SUPPLIED RECORDS Start Marker

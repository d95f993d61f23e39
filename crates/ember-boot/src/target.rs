// SPDX-License-Identifier: Apache-2.0
// Copyright 2024-2026 Ember Systems Inc.

//! Boot targets
//!
//! A boot target is the single action the bootloader will perform this
//! cycle. Exactly one is chosen per boot by the selector; the fastboot
//! loop is the only place a second derivation can happen.

/// The action the bootloader will perform this cycle
#[derive(Debug, Clone, Copy, PartialEq, Eq)]
#[cfg_attr(feature = "defmt", derive(defmt::Format))]
pub enum BootTarget {
    /// Boot the main OS from the boot partition
    NormalBoot,
    /// Boot the recovery image
    Recovery,
    /// Enter the fastboot service loop
    Fastboot,
    /// Display the charging UI instead of booting the OS
    Charger,
    /// Power the device off
    PowerOff,
    /// Boot an image supplied over fastboot, resident in RAM
    Memory,
    /// Boot an image file from the EFI System Partition
    EspBootimage,
    /// Chainload another EFI binary from the ESP
    EspEfiBinary,
    /// Reboot into the SoC download-and-execute mode
    Dnx,
    /// Enter the crash-recovery menu
    Crashmode,
    /// Return control to the firmware shell
    ExitShell,
    /// Name did not resolve to a known target
    UnknownTarget,
}

impl BootTarget {
    /// Resolve a BCB or one-shot variable name to a target
    ///
    /// The table accepts the names recovery and the OS write into `misc`
    /// and `LoaderEntryOneShot`. Unknown names map to
    /// [`BootTarget::UnknownTarget`] so the caller can decide whether to
    /// log and fall through.
    #[must_use]
    pub fn from_name(name: &str) -> Self {
        match name {
            "boot" | "normal" => Self::NormalBoot,
            "recovery" => Self::Recovery,
            "fastboot" | "bootloader" => Self::Fastboot,
            "charging" => Self::Charger,
            "shutdown" => Self::PowerOff,
            "dnx" => Self::Dnx,
            "crashmode" => Self::Crashmode,
            _ => Self::UnknownTarget,
        }
    }

    /// Human-readable name for logs
    #[must_use]
    pub const fn describe(self) -> &'static str {
        match self {
            Self::NormalBoot => "normal boot",
            Self::Recovery => "recovery",
            Self::Fastboot => "fastboot",
            Self::Charger => "charger",
            Self::PowerOff => "power off",
            Self::Memory => "ram image",
            Self::EspBootimage => "esp boot image",
            Self::EspEfiBinary => "esp efi binary",
            Self::Dnx => "dnx",
            Self::Crashmode => "crashmode",
            Self::ExitShell => "exit shell",
            Self::UnknownTarget => "unknown",
        }
    }

    /// Targets that boot an Android-style image and therefore go through
    /// the load/verify/handoff pipeline
    #[must_use]
    pub const fn boots_android_image(self) -> bool {
        matches!(
            self,
            Self::NormalBoot | Self::Recovery | Self::Charger | Self::Memory | Self::EspBootimage
        )
    }
}

#[cfg(test)]
mod tests {
    use super::*;

    #[test]
    fn name_table_resolves_known_targets() {
        assert_eq!(BootTarget::from_name("recovery"), BootTarget::Recovery);
        assert_eq!(BootTarget::from_name("bootloader"), BootTarget::Fastboot);
        assert_eq!(BootTarget::from_name("fastboot"), BootTarget::Fastboot);
        assert_eq!(BootTarget::from_name("charging"), BootTarget::Charger);
        assert_eq!(BootTarget::from_name("dnx"), BootTarget::Dnx);
        assert_eq!(BootTarget::from_name("boot"), BootTarget::NormalBoot);
    }

    #[test]
    fn unknown_names_do_not_panic() {
        assert_eq!(BootTarget::from_name(""), BootTarget::UnknownTarget);
        assert_eq!(BootTarget::from_name("Recovery"), BootTarget::UnknownTarget);
        assert_eq!(BootTarget::from_name("sideload"), BootTarget::UnknownTarget);
    }

    #[test]
    fn android_image_targets() {
        assert!(BootTarget::NormalBoot.boots_android_image());
        assert!(BootTarget::Memory.boots_android_image());
        assert!(!BootTarget::Fastboot.boots_android_image());
        assert!(!BootTarget::EspEfiBinary.boots_android_image());
    }
}
// SPDX-License-Identifier: Apache-2.0
// Copyright 2024-2026 Ember Systems Inc.

//! Rollback index protection
//!
//! Each trust location carries a 64-bit monotone counter in tamper-proof
//! storage. After a successful verification, every index the verified
//! image asserts is compared against the stored value and the stored value
//! is advanced when the image's is higher. The stored value is never
//! decreased.
//!
//! Updates walk locations in ascending order. The first I/O error aborts
//! the whole pass: locations below the failure point keep their new
//! values (each individual write is monotone, so this is safe) and the
//! next successful boot reconciles the rest.

use ember_common::{Error, Result};

use crate::verify::{SlotVerifyData, Verifier, MAX_ROLLBACK_LOCATIONS};

/// Advance stored rollback indexes to match a verified slot
///
/// Locations the image does not populate (asserted index zero) are
/// skipped, matching the verifier's "unused location" convention.
pub fn update_rollback_for_slot(
    verifier: &mut dyn Verifier,
    slot_data: &SlotVerifyData,
) -> Result<()> {
    for location in 0..MAX_ROLLBACK_LOCATIONS {
        let asserted = slot_data.rollback_indexes[location];
        if asserted == 0 {
            continue;
        }

        let stored = verifier
            .read_rollback_index(location)
            .map_err(|_| Error::RollbackStoreFailed)?;

        if asserted > stored {
            verifier
                .write_rollback_index(location, asserted)
                .map_err(|_| Error::RollbackStoreFailed)?;
        }
    }

    Ok(())
}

SUPPLIED RECORDS End Marker

### WHAT IS REQUIRED
Set down the records above once more, exactly as given.

### RESULT
repository d95f993d61f23e39
filename crates/ember-boot/src/target.rs
// SPDX-License-Identifier: Apache-2.0
// Copyright 2024-2026 Ember Systems Inc.

//! Boot targets
//!
//! A boot target is the single action the bootloader will perform this
//! cycle. Exactly one is chosen per boot by the selector; the fastboot
//! loop is the only place a second derivation can happen.

/// The action the bootloader will perform this cycle
#[derive(Debug, Clone, Copy, PartialEq, Eq)]
#[cfg_attr(feature = "defmt", derive(defmt::Format))]
pub enum BootTarget {
    /// Boot the main OS from the boot partition
    NormalBoot,
    /// Boot the recovery image
    Recovery,
    /// Enter the fastboot service loop
    Fastboot,
    /// Display the charging UI instead of booting the OS
    Charger,
    /// Power the device off
    PowerOff,
    /// Boot an image supplied over fastboot, resident in RAM
    Memory,
    /// Boot an image file from the EFI System Partition
    EspBootimage,
    /// Chainload another EFI binary from the ESP
    EspEfiBinary,
    /// Reboot into the SoC download-and-execute mode
    Dnx,
    /// Enter the crash-recovery menu
    Crashmode,
    /// Return control to the firmware shell
    ExitShell,
    /// Name did not resolve to a known target
    UnknownTarget,
}

impl BootTarget {
    /// Resolve a BCB or one-shot variable name to a target
    ///
    /// The table accepts the names recovery and the OS write into `misc`
    /// and `LoaderEntryOneShot`. Unknown names map to
    /// [`BootTarget::UnknownTarget`] so the caller can decide whether to
    /// log and fall through.
    #[must_use]
    pub fn from_name(name: &str) -> Self {
        match name {
            "boot" | "normal" => Self::NormalBoot,
            "recovery" => Self::Recovery,
            "fastboot" | "bootloader" => Self::Fastboot,
            "charging" => Self::Charger,
            "shutdown" => Self::PowerOff,
            "dnx" => Self::Dnx,
            "crashmode" => Self::Crashmode,
            _ => Self::UnknownTarget,
        }
    }

    /// Human-readable name for logs
    #[must_use]
    pub const fn describe(self) -> &'static str {
        match self {
            Self::NormalBoot => "normal boot",
            Self::Recovery => "recovery",
            Self::Fastboot => "fastboot",
            Self::Charger => "charger",
            Self::PowerOff => "power off",
            Self::Memory => "ram image",
            Self::EspBootimage => "esp boot image",
            Self::EspEfiBinary => "esp efi binary",
            Self::Dnx => "dnx",
            Self::Crashmode => "crashmode",
            Self::ExitShell => "exit shell",
            Self::UnknownTarget => "unknown",
        }
    }

    /// Targets that boot an Android-style image and therefore go through
    /// the load/verify/handoff pipeline
    #[must_use]
    pub const fn boots_android_image(self) -> bool {
        matches!(
            self,
            Self::NormalBoot | Self::Recovery | Self::Charger | Self::Memory | Self::EspBootimage
        )
    }
}

#[cfg(test)]
mod tests {
    use super::*;

    #[test]
    fn name_table_resolves_known_targets() {
        assert_eq!(BootTarget::from_name("recovery"), BootTarget::Recovery);
        assert_eq!(BootTarget::from_name("bootloader"), BootTarget::Fastboot);
        assert_eq!(BootTarget::from_name("fastboot"), BootTarget::Fastboot);
        assert_eq!(BootTarget::from_name("charging"), BootTarget::Charger);
        assert_eq!(BootTarget::from_name("dnx"), BootTarget::Dnx);
        assert_eq!(BootTarget::from_name("boot"), BootTarget::NormalBoot);
    }

    #[test]
    fn unknown_names_do_not_panic() {
        assert_eq!(BootTarget::from_name(""), BootTarget::UnknownTarget);
        assert_eq!(BootTarget::from_name("Recovery"), BootTarget::UnknownTarget);
        assert_eq!(BootTarget::from_name("sideload"), BootTarget::UnknownTarget);
    }

    #[test]
    fn android_image_targets() {
        assert!(BootTarget::NormalBoot.boots_android_image());
        assert!(BootTarget::Memory.boots_android_image());
        assert!(!BootTarget::Fastboot.boots_android_image());
        assert!(!BootTarget::EspEfiBinary.boots_android_image());
    }
}
// SPDX-License-Identifier: Apache-2.0
// Copyright 2024-2026 Ember Systems Inc.

//! Rollback index protection
//!
//! Each trust location carries a 64-bit monotone counter in tamper-proof
//! storage. After a successful verification, every index the verified
//! image asserts is compared against the stored value and the stored value
//! is advanced when the image's is higher. The stored value is never
//! decreased.
//!
//! Updates walk locations in ascending order. The first I/O error aborts
//! the whole pass: locations below the failure point keep their new
//! values (each individual write is monotone, so this is safe) and the
//! next successful boot reconciles the rest.

use ember_common::{Error, Result};

use crate::verify::{SlotVerifyData, Verifier, MAX_ROLLBACK_LOCATIONS};

/// Advance stored rollback indexes to match a verified slot
///
/// Locations the image does not populate (asserted index zero) are
/// skipped, matching the verifier's "unused location" convention.
pub fn update_rollback_for_slot(
    verifier: &mut dyn Verifier,
    slot_data: &SlotVerifyData,
) -> Result<()> {
    for location in 0..MAX_ROLLBACK_LOCATIONS {
        let asserted = slot_data.rollback_indexes[location];
        if asserted == 0 {
            continue;
        }

        let stored = verifier
            .read_rollback_index(location)
            .map_err(|_| Error::RollbackStoreFailed)?;

        if asserted > stored {
            verifier
                .write_rollback_index(location, asserted)
                .map_err(|_| Error::RollbackStoreFailed)?;
        }
    }

    Ok(())
}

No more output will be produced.